Progress against northern california fires

Yesterday, nearly 11,000 firefighters beat back the flames and made good progress towards the containment of now 15 large wildfires across California. 217,566 acres have burned in the current 15 large fires, with an estimated 5,700 structures destroyed. Sadly, the death toll has risen to 40 people. As progress has been made on several fronts, many evacuations have been able to be lifted. As of Sunday morning, nearly 75,000 people remain evacuated.

Winds across Northern California have been fairly light this morning and the earlier Red Flag Warnings for the area will be lifted at 8a.m. In Southern California, Red Flag Warnings remain in effect due to gusty winds, low humidity and high fire danger. The winds are likely to continue throughout the day.

Atlas Fire, Napa & Solano Counties
South of Lake Berryessa and northeast of Napa
51,057 acres, 56% contained
6 civilian fatalities
Significant structures destroyed

CENTRAL LNU COMPLEX (4 fires)
In unified command with Santa Rosa Fire Department & Sonoma County Sheriff
CAL FIRE Incident Management Team assigned
20 civilian fatalities
Tubbs Fire, Sonoma and Napa Counties
Between Calistoga and Santa Rosa
35,470 acres, 60% contained
Significant number of structures destroyed

6 thoughts on “Progress against northern california fires”

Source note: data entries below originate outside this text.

//! Structured message description and its builder.

use crate::content_type::ContentType;
use crate::error::{Error, Result};
use crate::header::Headers;
use crate::mailbox::{Mailbox, Recipient, RecipientList};
use crate::schedule::{SCHEDULE_HEADER, Schedule};
use crate::serializer::{self, Boundary};
use std::fmt;
use std::path::{Path, PathBuf};

/// Body flavour.
#[derive(Debug, Clone, Copy, PartialEq, Eq, Default)]
#[cfg_attr(feature = "serde", derive(serde::Serialize, serde::Deserialize))]
pub enum BodyKind {
    /// `text/plain`
    #[default]
    Plain,
    /// `text/html`
    Html,
}

impl BodyKind {
    /// Returns the content type of a body of this kind.
    #[must_use]
    pub fn content_type(self) -> ContentType {
        match self {
            Self::Plain => ContentType::text_plain(),
            Self::Html => ContentType::text_html(),
        }
    }
}

/// File attached to a message. Bytes are held in memory.
#[derive(Clone, PartialEq, Eq)]
pub struct Attachment {
    /// Source path, if read from disk.
    pub path: Option<PathBuf>,
    /// File name shown to the recipient.
    pub name: String,
    /// Resolved MIME type.
    pub content_type: ContentType,
    /// Raw file contents.
    pub data: Vec<u8>,
}

impl Attachment {
    /// Creates an attachment from bytes already in memory.
    #[must_use]
    pub fn new(name: impl Into<String>, content_type: ContentType, data: Vec<u8>) -> Self {
        Self {
            path: None,
            name: name.into(),
            content_type,
            data,
        }
    }

    /// Reads a file now and names the attachment after it.
    ///
    /// The MIME type is resolved from the file extension.
    ///
    /// # Errors
    ///
    /// Returns [`Error::Attachment`] if the file cannot be read.
    pub fn from_file(path: impl AsRef<Path>) -> Result<Self> {
        let path = path.as_ref();
        let name = path
            .file_name()
            .map(|n| n.to_string_lossy().into_owned())
            .unwrap_or_default();
        Self::from_file_named(path, name)
    }

    /// Reads a file now, showing it under `name`.
    ///
    /// # Errors
    ///
    /// Returns [`Error::Attachment`] if the file cannot be read.
    pub fn from_file_named(path: impl AsRef<Path>, name: impl Into<String>) -> Result<Self> {
        let path = path.as_ref();
        let data = std::fs::read(path).map_err(|source| Error::Attachment {
            path: path.to_path_buf(),
            source,
        })?;

        Ok(Self {
            path: Some(path.to_path_buf()),
            name: name.into(),
            content_type: ContentType::from_path(path),
            data,
        })
    }
}

impl fmt::Debug for Attachment {
    fn fmt(&self, f: &mut fmt::Formatter<'_>) -> fmt::Result {
        f.debug_struct("Attachment")
            .field("path", &self.path)
            .field("name", &self.name)
            .field("content_type", &self.content_type.essence())
            .field("size", &self.data.len())
            .finish()
    }
}

/// Everything needed to serialize one message.
///
/// Fields are public so send hooks can adjust them before serialization.
#[derive(Debug, Clone, Default)]
pub struct MessageDescription {
    /// Envelope and `From` sender.
    pub sender: Mailbox,
    /// Envelope and `To` recipient(s).
    pub recipient: Recipient,
    /// Subject line.
    pub subject: String,
    /// Body text.
    pub body: String,
    /// Body flavour.
    pub body_kind: BodyKind,
    /// Custom headers in insertion order.
    pub headers: Headers,
    /// Carbon-copy recipients.
    pub cc: Vec<Mailbox>,
    /// Blind-carbon-copy recipients. Emitted as a visible `Bcc` header.
    pub bcc: Vec<Mailbox>,
    /// `Reply-To` address.
    pub reply_to: Option<String>,
    /// Attachments in order.
    pub attachments: Vec<Attachment>,
    /// Multipart boundary, fixed for the lifetime of this description.
    pub boundary: Boundary,
}

impl MessageDescription {
    /// Creates a builder.
    #[must_use]
    pub fn builder() -> MessageBuilder {
        MessageBuilder::new()
    }

    /// Sets the sender address, keeping a display name already set.
    pub fn set_sender_address(&mut self, address: impl Into<String>) {
        self.sender.address = address.into();
    }

    /// Replaces the recipient.
    ///
    /// A single unnamed recipient inherits the display name of the single
    /// recipient it replaces.
    pub fn set_recipient(&mut self, recipient: Recipient) {
        let mut recipient = recipient;
        if let (Recipient::Single(new), Recipient::Single(old)) = (&mut recipient, &mut self.recipient)
        {
            if new.name.is_none() {
                new.name = old.name.take();
            }
        }
        self.recipient = recipient;
    }

    /// Serializes the message to wire bytes, terminator line included.
    ///
    /// # Errors
    ///
    /// See [`serializer::build`].
    pub fn to_bytes(&self) -> Result<Vec<u8>> {
        serializer::build(self)
    }
}

/// Builder for [`MessageDescription`].
#[derive(Debug, Clone, Default)]
#[must_use]
pub struct MessageBuilder {
    message: MessageDescription,
}

impl MessageBuilder {
    /// Creates an empty builder with a fresh boundary.
    pub fn new() -> Self {
        Self::default()
    }

    /// Sets the sender address.
    pub fn from(mut self, address: impl Into<String>) -> Self {
        self.message.set_sender_address(address);
        self
    }

    /// Sets the sender address and display name.
    pub fn from_named(mut self, address: impl Into<String>, name: impl Into<String>) -> Self {
        self.message.sender = Mailbox::with_name(address, name);
        self
    }

    /// Sets a single recipient.
    pub fn to(mut self, address: impl Into<String>) -> Self {
        self.message.recipient = Recipient::Single(Mailbox::new(address));
        self
    }

    /// Sets a single recipient with a display name.
    pub fn to_named(mut self, address: impl Into<String>, name: impl Into<String>) -> Self {
        self.message.recipient = Recipient::Single(Mailbox::with_name(address, name));
        self
    }

    /// Sets a bulk recipient list; its joined form becomes the `To` header.
    pub fn to_list(mut self, list: RecipientList) -> Self {
        self.message.recipient = Recipient::Bulk(list);
        self
    }

    /// Sets the subject.
    pub fn subject(mut self, subject: impl Into<String>) -> Self {
        self.message.subject = subject.into();
        self
    }

    /// Sets a plain text body.
    pub fn text_body(mut self, body: impl Into<String>) -> Self {
        self.message.body = body.into();
        self.message.body_kind = BodyKind::Plain;
        self
    }

    /// Sets an HTML body.
    pub fn html_body(mut self, body: impl Into<String>) -> Self {
        self.message.body = body.into();
        self.message.body_kind = BodyKind::Html;
        self
    }

    /// Appends a custom header. Repeated names are all kept.
    ///
    /// # Errors
    ///
    /// Returns [`Error::InvalidHeader`] if the name or value could break
    /// header framing.
    pub fn header(mut self, name: impl Into<String>, value: impl Into<String>) -> Result<Self> {
        self.message.headers.add(name, value)?;
        Ok(self)
    }

    /// Adds an `X-Scheduled-Time` header for a send-later relay.
    ///
    /// # Errors
    ///
    /// Same as [`MessageBuilder::header`].
    pub fn schedule(self, schedule: &Schedule) -> Result<Self> {
        self.header(SCHEDULE_HEADER, schedule.format())
    }

    /// Adds a carbon-copy recipient. An empty name means a bare address.
    pub fn cc(mut self, address: impl Into<String>, name: impl Into<String>) -> Self {
        self.message.cc.push(Mailbox::with_name(address, name));
        self
    }

    /// Adds a blind-carbon-copy recipient. An empty name means a bare address.
    pub fn bcc(mut self, address: impl Into<String>, name: impl Into<String>) -> Self {
        self.message.bcc.push(Mailbox::with_name(address, name));
        self
    }

    /// Sets the `Reply-To` address.
    pub fn reply_to(mut self, address: impl Into<String>) -> Self {
        self.message.reply_to = Some(address.into());
        self
    }

    /// Adds an attachment.
    pub fn attach(mut self, attachment: Attachment) -> Self {
        self.message.attachments.push(attachment);
        self
    }

    /// Reads a file now and attaches it.
    ///
    /// # Errors
    ///
    /// Returns [`Error::Attachment`] if the file cannot be read.
    pub fn attach_file(self, path: impl AsRef<Path>) -> Result<Self> {
        Ok(self.attach(Attachment::from_file(path)?))
    }

    /// Reads a file now and attaches it under `name`.
    ///
    /// # Errors
    ///
    /// Returns [`Error::Attachment`] if the file cannot be read.
    pub fn attach_file_named(self, path: impl AsRef<Path>, name: impl Into<String>) -> Result<Self> {
        Ok(self.attach(Attachment::from_file_named(path, name)?))
    }

    /// Uses a fixed boundary instead of a random one.
    pub fn boundary(mut self, boundary: Boundary) -> Self {
        self.message.boundary = boundary;
        self
    }

    /// Finishes the description. Sender and recipient are checked at
    /// serialization time, since a mailer may still supply them.
    #[must_use]
    pub fn build(self) -> MessageDescription {
        self.message
    }
}

#[cfg(test)]
#[allow(clippy::unwrap_used)]
mod tests {
    use super::*;
    use std::io::Write;

    #[test]
    fn test_builder_sets_fields() {
        let message = MessageBuilder::new()
            .from_named("a@x.com", "Alice")
            .to("b@y.com")
            .subject("Hi")
            .html_body("<p>Hello</p>")
            .cc("c@z.com", "")
            .reply_to("r@x.com")
            .header("X-Tag", "one")
            .unwrap()
            .build();

        assert_eq!(message.sender.to_string(), "Alice <a@x.com>");
        assert_eq!(message.recipient.addresses(), vec!["b@y.com"]);
        assert_eq!(message.body_kind, BodyKind::Html);
        assert_eq!(message.cc, vec![Mailbox::new("c@z.com")]);
        assert_eq!(message.reply_to.as_deref(), Some("r@x.com"));
        assert_eq!(message.headers.get("X-Tag"), Some("one"));
    }

    #[test]
    fn test_header_injection_rejected() {
        let err = MessageBuilder::new()
            .header("X-Evil", "a\r\nBcc: victim@example.com")
            .unwrap_err();
        assert!(matches!(err, Error::InvalidHeader(_)));
    }

    #[test]
    fn test_leading_dot_header_name_rejected() {
        let err = MessageBuilder::new().header(".", "x").unwrap_err();
        assert!(matches!(err, Error::InvalidHeader(_)));
    }

    #[test]
    fn test_schedule_header() {
        let schedule = Schedule::now().add_days(2);
        let message = MessageBuilder::new().schedule(&schedule).unwrap().build();
        assert_eq!(
            message.headers.get(SCHEDULE_HEADER),
            Some(schedule.format().as_str())
        );
    }

    #[test]
    fn test_boundary_is_stable_per_description() {
        let message = MessageBuilder::new().build();
        let copy = message.clone();
        assert_eq!(message.boundary, copy.boundary);
        assert_ne!(message.boundary, MessageBuilder::new().build().boundary);
    }

    #[test]
    fn test_set_recipient_keeps_name() {
        let mut message = MessageBuilder::new().to_named("old@x.com", "Bob").build();
        message.set_recipient(Recipient::from("new@y.com"));
        assert_eq!(message.recipient.to_header_value(), "Bob <new@y.com>");

        message.set_recipient(Recipient::Single(Mailbox::with_name("z@z.com", "Zed")));
        assert_eq!(message.recipient.to_header_value(), "Zed <z@z.com>");
    }

    #[test]
    fn test_attachment_from_file() {
        let dir = std::env::temp_dir().join(format!("relaymail-att-{}", std::process::id()));
        std::fs::create_dir_all(&dir).unwrap();
        let path = dir.join("report.pdf");
        std::fs::File::create(&path)
            .unwrap()
            .write_all(b"%PDF-1.4")
            .unwrap();

        let attachment = Attachment::from_file(&path).unwrap();
        assert_eq!(attachment.name, "report.pdf");
        assert_eq!(attachment.content_type.essence(), "application/pdf");
        assert_eq!(attachment.data, b"%PDF-1.4");

        let renamed = Attachment::from_file_named(&path, "q3.pdf").unwrap();
        assert_eq!(renamed.name, "q3.pdf");

        std::fs::remove_dir_all(&dir).unwrap();
    }

    #[test]
    fn test_unreadable_attachment_fails_at_construction() {
        let err = MessageBuilder::new()
            .attach_file("/definitely/not/here/missing.txt")
            .unwrap_err();
        match err {
            Error::Attachment { path, .. } => {
                assert_eq!(path, PathBuf::from("/definitely/not/here/missing.txt"));
            }
            other => panic!("unexpected error: {other:?}"),
        }
    }
}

  1. I have to wonder if the anti-logging movement bears some responsibility for at least some of the destruction. Too many crowded pine trees equals a lot of fuel!

    Reply
    • There’s more than one factor. Complete fire-suppression for 100 years allowed too many trees to grow and fire-susceptible brush to proliferate. The brush then lifts the fire up into a crown fire.
      Global warming allows pine beetles to spread, killing millions of pine trees and creating fuel for a fire.
      People building houses in the forests make them more susceptible.
      And yes, if you cut down the trees, there’s less stuff to burn. I don’t want to live in a world without trees, so you can’t clearcut everything, but increased logging in pine beetle kill zones might be a good thing.